Eric Trump’s post showing his crypto company came hours after his father claimed that banks are holding market-making bills “hostage.”
Eric Trump, the son of US President Donald Trump and one of the founders of family-backed crypto business World Liberty Financial, has jumped on the anti-banking messaging that many in the industry espouse amid disagreements over how to earn stablecoin rewards.
In a message on Wednesday X, Eric Trump repeated his father and claimed that banks are “severely targeting” cryptocurrencies and stablecoins, as the debate on the market structure project lags behind in the US Senate. The message came hours after the president released a similar message claiming banks were being “held hostage” by the law.

The issue of fixed income coin has divided many US lawmakers, banking industry representatives and crypto companies, disrupting market structure legislation. Eric Trump and many in the crypto industry oppose the stablecoin income ban, saying it “prevents any rewards or benefits from being given to customers,” while some banking organizations argue that such rewards could reduce credit and risk deposit flight.
related to: Trump met with Coinbase CEO before criticizing banks over crypto account: Report
In response to questions about Eric Trump’s career, a company representative said the company was “not a political organization” and that he “made it clear why he helped found World Liberty Financial.”

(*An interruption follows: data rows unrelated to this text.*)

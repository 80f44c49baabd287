use super::jacobian::Jacobian;
use super::variable::Variable;

/// Gradient of a scalar expression, stored as a one-row [`Jacobian`].
#[derive(Debug)]
pub struct Gradient {
    jacobian: Jacobian,
}

impl Gradient {
    pub fn new(expr: &Variable, wrt: &[Variable]) -> Self {
        Self {
            jacobian: Jacobian::new(std::slice::from_ref(expr), wrt),
        }
    }

    /// Columns with a structural nonzero.
    pub fn pattern(&self) -> impl Iterator<Item = usize> + '_ {
        self.jacobian.entries().iter().map(|&(_, j)| j)
    }

    /// Current dense gradient.
    pub fn value(&mut self) -> Vec<f64> {
        self.jacobian.update();
        let mut out = vec![0.0; self.jacobian.cols()];
        self.scatter_into(&mut out);
        out
    }

    pub(crate) fn update_derivatives(&mut self) {
        self.jacobian.update_derivatives();
    }

    /// Write the last computed gradient into a dense buffer.
    pub(crate) fn scatter_into(&self, out: &mut [f64]) {
        out.fill(0.0);
        for (&(_, j), &v) in self.jacobian.entries().iter().zip(self.jacobian.data()) {
            out[j] = v;
        }
    }
}
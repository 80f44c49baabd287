//! Special functions missing from `num_traits::Float`.

use num_traits::{Float, FloatConst};

#[inline]
fn c<T: Float>(v: f64) -> T {
    T::from(v).unwrap_or_else(T::nan)
}

/// Error function.
///
/// For |x| ≤ 3 uses the all-positive series
/// `erf(x) = 2/√π · e^(−x²) · Σ 2ⁿ x^(2n+1) / (1·3·…·(2n+1))`;
/// beyond that evaluates `erfc` by its continued fraction. Both branches are
/// accurate to a few ulps in double precision.
pub fn erf<T: Float + FloatConst>(x: T) -> T {
    if x.is_nan() {
        return x;
    }
    let ax = x.abs();
    let result = if ax <= c(3.0) {
        erf_series(ax)
    } else {
        T::one() - erfc_continued_fraction(ax)
    };
    if x < T::zero() {
        -result
    } else {
        result
    }
}

fn erf_series<T: Float + FloatConst>(x: T) -> T {
    let x2 = x * x;
    let mut term = x;
    let mut sum = x;
    let mut n = 0u32;
    while n < 200 {
        n += 1;
        term = term * c::<T>(2.0) * x2 / c(f64::from(2 * n + 1));
        sum = sum + term;
        if term.abs() <= sum.abs() * T::epsilon() {
            break;
        }
    }
    T::FRAC_2_SQRT_PI() * (-x2).exp() * sum
}

fn erfc_continued_fraction<T: Float + FloatConst>(x: T) -> T {
    // erfc(x) = e^(−x²)/√π · 1/(x + (1/2)/(x + 1/(x + (3/2)/(x + …)))), evaluated bottom-up
    let mut frac = x;
    for k in (1..=60).rev() {
        frac = x + c::<T>(f64::from(k) * 0.5) / frac;
    }
    let inv_sqrt_pi = T::FRAC_2_SQRT_PI() * c(0.5);
    (-x * x).exp() * inv_sqrt_pi / frac
}

#[cfg(test)]
mod tests {
    use super::*;

    #[test]
    fn test_erf_reference_values() {
        let cases = [
            (0.0, 0.0),
            (0.5, 0.520_499_877_813_046_5),
            (1.0, 0.842_700_792_949_714_9),
            (2.0, 0.995_322_265_018_952_7),
            (3.5, 0.999_999_256_901_627_7),
        ];
        for (x, expected) in cases {
            let got = erf(x);
            assert!((got - expected).abs() < 1e-14, "erf({}) = {}, expected {}", x, got, expected);
            assert!((erf(-x) + expected).abs() < 1e-14);
        }
    }

    #[test]
    fn test_erf_saturates() {
        assert_eq!(erf(40.0_f64), 1.0);
        assert_eq!(erf(-40.0_f64), -1.0);
        assert!(erf(f64::NAN).is_nan());
    }
}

The Senate Banking Committee has not yet reached a timetable for the market structure bill
Eric Trump’s message was one of the last public statements by a leading industry figure after three meetings between White House officials and banking and crypto representatives on how to address stablecoin yields in the market structure project. Dubbed the CLARITY Act when it passed the House of Representatives in July, the legislation was delayed by a 43-day government shutdown and debate among lawmakers over ethics, tokenized stocks and stablecoins.
Although the Senate Agriculture Committee advanced a version of the bill in January, the banking panel delayed and did not take it up again until Thursday. Both versions will likely have to pass through two committees and be combined before the full Senate can vote on the bill.